Weather and Bike Trips
Daily trips plotted against daily temperature, showing the strong seasonal relationship between weather and demand.
Bike Trips by Hours
The daily usage curve, with demand lowest overnight, rising from 06:00, and peaking in the late afternoon.
Most Popular Stations
The top 20 start stations by trip volume, with a season filter so demand can be compared across the year.
Interactive Map with Bike Trips
A Kepler.gl map of aggregated trips, filtered to station pairs with 750 or more trips to surface the busiest corridors.
Recommendations
Practical actions on seasonal scaling and waterfront station planning, drawn from the patterns in the data.
What the data made clear
The dashboard turns a year of trip records into a small number of patterns an operations team can actually act on.
Daily bike trips follow temperature closely across the year, rising into spring, peaking June to August, and falling to their lowest in winter.

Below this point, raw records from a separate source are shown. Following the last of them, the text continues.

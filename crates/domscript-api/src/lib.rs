pub mod error;
pub mod handlers;
pub mod logging;
pub mod routes;
pub mod script_store;
pub mod server;
pub mod state;
pub mod userscript;

pub use error::*;
pub use handlers::*;
pub use logging::init_tracing;
pub use routes::*;
pub use script_store::{NewScript, SavedScript, ScriptStore};
pub use server::*;
pub use state::*;
pub use userscript::{safe_filename, Userscript};
use tracing::debug;

use crate::color::mentions_basic_color;
use crate::table::{body_style_prefix, for_each_style_prefix, CommandText, PatternRule, PatternTable};

/// Prefix used when no specific rule matches
pub const GENERIC_PREFIX: &str = "document.querySelectorAll";

/// Rewrites a command into an unterminated code prefix for a completion
/// model to continue.
#[derive(Debug, Clone)]
pub struct PromptEnhancer {
    table: PatternTable,
}

impl Default for PromptEnhancer {
    fn default() -> Self {
        Self::new()
    }
}

impl PromptEnhancer {
    pub fn new() -> Self {
        Self {
            table: PatternTable::new(enhancer_rules()),
        }
    }

    pub fn enhance(&self, command: &str) -> String {
        let text = CommandText::new(command);
        let prefix = match self.table.first_match(&text) {
            Some(rule) => (rule.render)(&text),
            None => GENERIC_PREFIX.to_string(),
        };
        debug!(command, prefix = %prefix, "enhanced prompt");
        prefix
    }

    pub fn table(&self) -> &PatternTable {
        &self.table
    }
}

fn enhancer_rules() -> Vec<PatternRule> {
    vec![
        PatternRule {
            name: "button-color",
            matches: |c| c.has("button") && mentions_basic_color(c.lower()),
            render: |c| for_each_style_prefix("button", "btn", "backgroundColor", c.color().as_str()),
        },
        PatternRule {
            name: "background-color",
            matches: |c| c.has("background") && mentions_basic_color(c.lower()),
            render: |c| body_style_prefix("backgroundColor", c.color().as_str()),
        },
        PatternRule {
            name: "hide-images",
            matches: |c| c.has("hide") && c.has("image"),
            render: |_| for_each_style_prefix("img", "img", "display", "none"),
        },
        PatternRule {
            name: "hide-buttons",
            matches: |c| c.has("hide") && c.has("button"),
            render: |_| for_each_style_prefix("button", "btn", "display", "none"),
        },
    ]
}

Temperature is a clear driver of demand, which makes seasonality something the operation can plan around.
Trips are lowest overnight, climb sharply from around 06:00, and peak in the late afternoon and early evening, 16:00 to 18:00. Weekday usage runs above weekends, pointing to commuter driven demand.

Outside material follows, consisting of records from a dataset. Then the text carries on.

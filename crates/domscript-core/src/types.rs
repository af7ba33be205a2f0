use chrono::{DateTime, Utc};
use serde::{Deserialize, Serialize};
use std::fmt;

/// Which generator produced a snippet
#[derive(Debug, Clone, Copy, PartialEq, Eq, Hash, Serialize, Deserialize)]
#[serde(rename_all = "lowercase")]
pub enum Source {
    /// Model completion accepted by the validator
    Ai,
    /// Deterministic rule engine output
    Fallback,
}

impl fmt::Display for Source {
    fn fmt(&self, f: &mut fmt::Formatter<'_>) -> fmt::Result {
        match self {
            Source::Ai => write!(f, "ai"),
            Source::Fallback => write!(f, "fallback"),
        }
    }
}

/// Snippet returned for a single command.
///
/// Built once per request and never mutated afterwards, so the fields are
/// only exposed through accessors.
#[derive(Debug, Clone, PartialEq, Serialize, Deserialize)]
pub struct GenerationResult {
    code: String,
    source: Source,
    prompt: String,
    timestamp: DateTime<Utc>,
}

impl GenerationResult {
    pub fn new(code: impl Into<String>, source: Source, prompt: impl Into<String>) -> Self {
        Self {
            code: code.into(),
            source,
            prompt: prompt.into(),
            timestamp: Utc::now(),
        }
    }

    pub fn ai(code: impl Into<String>, prompt: impl Into<String>) -> Self {
        Self::new(code, Source::Ai, prompt)
    }

    pub fn fallback(code: impl Into<String>, prompt: impl Into<String>) -> Self {
        Self::new(code, Source::Fallback, prompt)
    }

    pub fn code(&self) -> &str {
        &self.code
    }

    pub fn source(&self) -> Source {
        self.source
    }

    pub fn prompt(&self) -> &str {
        &self.prompt
    }

    pub fn timestamp(&self) -> DateTime<Utc> {
        self.timestamp
    }

    pub fn is_ai(&self) -> bool {
        self.source == Source::Ai
    }
}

The busiest start stations cluster in central Manhattan and commuter heavy zones, led by W 21 St & 6 Ave. Some stations also show an imbalance between departures and arrivals, a signal for rebalancing.
Filtering the map to station pairs with 750 or more trips shows demand running in dense, recurring corridors along Manhattan’s waterfront and its north to south routes, rather than spread evenly across the network.

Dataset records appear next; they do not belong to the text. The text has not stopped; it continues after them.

use serde::{Deserialize, Serialize};
use std::fmt;
use std::future::Future;
use std::sync::atomic::{AtomicU8, Ordering};
use tokio::sync::OnceCell;
use tracing::{info, warn};

use crate::quality_gate::GateReport;

/// Whether model-backed generation may be used
#[derive(Debug, Clone, Copy, PartialEq, Eq, Serialize, Deserialize)]
#[serde(rename_all = "lowercase")]
#[repr(u8)]
pub enum ModelPhase {
    /// Quality gate has not run yet
    Untested = 0,
    Enabled = 1,
    /// Terminal
    Disabled = 2,
}

impl ModelPhase {
    fn from_u8(value: u8) -> Self {
        match value {
            0 => ModelPhase::Untested,
            1 => ModelPhase::Enabled,
            _ => ModelPhase::Disabled,
        }
    }
}

impl fmt::Display for ModelPhase {
    fn fmt(&self, f: &mut fmt::Formatter<'_>) -> fmt::Result {
        match self {
            ModelPhase::Untested => write!(f, "untested"),
            ModelPhase::Enabled => write!(f, "enabled"),
            ModelPhase::Disabled => write!(f, "disabled"),
        }
    }
}

/// Model phase plus the one-shot gate latch.
///
/// Transitions: `untested -> enabled`, `untested -> disabled`,
/// `enabled -> disabled`. Nothing leaves `disabled`.
#[derive(Debug)]
pub struct ModelState {
    phase: AtomicU8,
    gate: OnceCell<GateReport>,
}

impl Default for ModelState {
    fn default() -> Self {
        Self::new()
    }
}

impl ModelState {
    pub fn new() -> Self {
        Self {
            phase: AtomicU8::new(ModelPhase::Untested as u8),
            gate: OnceCell::new(),
        }
    }

    /// State for a generator that has no model at all
    pub fn disabled() -> Self {
        Self {
            phase: AtomicU8::new(ModelPhase::Disabled as u8),
            gate: OnceCell::new(),
        }
    }

    pub fn phase(&self) -> ModelPhase {
        ModelPhase::from_u8(self.phase.load(Ordering::Acquire))
    }

    /// True once the gate has passed and nothing has disabled the model since
    pub fn is_active(&self) -> bool {
        self.phase() == ModelPhase::Enabled
    }

    /// Permanently switch to rule-engine-only generation
    pub fn disable(&self) {
        let previous = self.phase.swap(ModelPhase::Disabled as u8, Ordering::AcqRel);
        if previous != ModelPhase::Disabled as u8 {
            warn!(
                "Model generation disabled (was {})",
                ModelPhase::from_u8(previous)
            );
        }
    }

    fn enable(&self) -> bool {
        self.phase
            .compare_exchange(
                ModelPhase::Untested as u8,
                ModelPhase::Enabled as u8,
                Ordering::AcqRel,
                Ordering::Acquire,
            )
            .is_ok()
    }

    /// Run `gate` unless it already ran, and apply its decision.
    ///
    /// Concurrent callers wait for the first run and share its report.
    pub async fn probe_once<F, Fut>(&self, gate: F) -> &GateReport
    where
        F: FnOnce() -> Fut,
        Fut: Future<Output = GateReport>,
    {
        self.gate
            .get_or_init(|| async {
                let report = gate().await;
                if report.passed() {
                    if self.enable() {
                        info!(
                            "Quality gate passed ({}/{}), model generation enabled",
                            report.passed_count(),
                            report.total()
                        );
                    }
                } else {
                    warn!(
                        "Quality gate failed ({}/{}), falling back to rule engine",
                        report.passed_count(),
                        report.total()
                    );
                    self.disable();
                }
                report
            })
            .await
    }

    /// Outcome of the gate, if it has run
    pub fn gate_report(&self) -> Option<&GateReport> {
        self.gate.get()
    }
}

#[cfg(test)]
mod tests {
    use super::*;
    use crate::quality_gate::ProbeOutcome;

    fn report(passes: &[bool]) -> GateReport {
        GateReport::new(
            passes
                .iter()
                .map(|&passed| ProbeOutcome {
                    prefix: "document.".to_string(),
                    completion: None,
                    passed,
                    failure: None,
                })
                .collect(),
            0.5,
        )
    }

    #[tokio::test]
    async fn test_passing_gate_enables() {
        let state = ModelState::new();
        assert_eq!(state.phase(), ModelPhase::Untested);
        assert!(!state.is_active());

        state.probe_once(|| async { report(&[true, true, false]) }).await;
        assert_eq!(state.phase(), ModelPhase::Enabled);
        assert!(state.is_active());
    }

    #[tokio::test]
    async fn test_failing_gate_disables_for_good() {
        let state = ModelState::new();
        state.probe_once(|| async { report(&[true, false]) }).await;
        assert_eq!(state.phase(), ModelPhase::Disabled);

        // Latch already set: a passing gate is never run
        state.probe_once(|| async { report(&[true, true]) }).await;
        assert_eq!(state.phase(), ModelPhase::Disabled);
        assert!(!state.gate_report().unwrap().passed());
    }

    #[tokio::test]
    async fn test_disable_is_terminal() {
        let state = ModelState::new();
        state.probe_once(|| async { report(&[true]) }).await;
        state.disable();
        assert_eq!(state.phase(), ModelPhase::Disabled);
        assert!(!state.enable());
    }

    #[tokio::test]
    async fn test_disabled_state_never_enables() {
        let state = ModelState::disabled();
        state.probe_once(|| async { report(&[true, true, true]) }).await;
        assert_eq!(state.phase(), ModelPhase::Disabled);
    }

    #[test]
    fn test_phase_display() {
        assert_eq!(ModelPhase::Untested.to_string(), "untested");
        assert_eq!(
            serde_json::to_string(&ModelPhase::Disabled).unwrap(),
            "\"disabled\""
        );
    }
}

Built on real data, with an honest scope
An operational dashboard only holds up if the data is cleaned properly and the conclusions stay within what the data can actually show. Both were built in from the start.
Conclusions you can defend
The findings rest on cleaned, real world trip data enriched with independent weather data, and the scope is stated plainly.
Cleaning, the NOAA weather merge, feature engineering, and station and route aggregation, all in pandas.
A Kepler.gl map of aggregated station to station trips, filtered to 750 or more trips to surface the busiest routes.
Weather, hourly usage, top stations, the interactive map, and recommendations, deployed live on Streamlit Cloud.
Daily trips against temperature, the hourly demand curve, and a station ranking with a season filter for drill-down.
How an operations team could use the dashboard
Scale bike availability seasonally: because demand tracks temperature so closely, Citi Bike could reduce active fleet and rebalancing effort by roughly 30 to 40% from November to April, lowering operating cost during a predictable low demand window.
Plan stations around real corridors: new stations and rebalancing effort along the waterfront should follow the dense, recurring high volume routes the map highlights, rather than even spacing.
Match staffing to the daily peak: concentrate availability and redistribution around the late afternoon peak, 16:00 to 18:00, when demand is highest.
Stay in scope: capital decisions and exact station counts were left out as a network operator call, with the analysis pointing the direction rather than costing the build.
What this project demonstrates
Working with real world API data, data cleaning at scale, joining external datasets, feature engineering and aggregation in pandas, geospatial visualization with Kepler.gl, and the ability to turn raw trip records into an interactive, deployed dashboard with clear operational recommendations.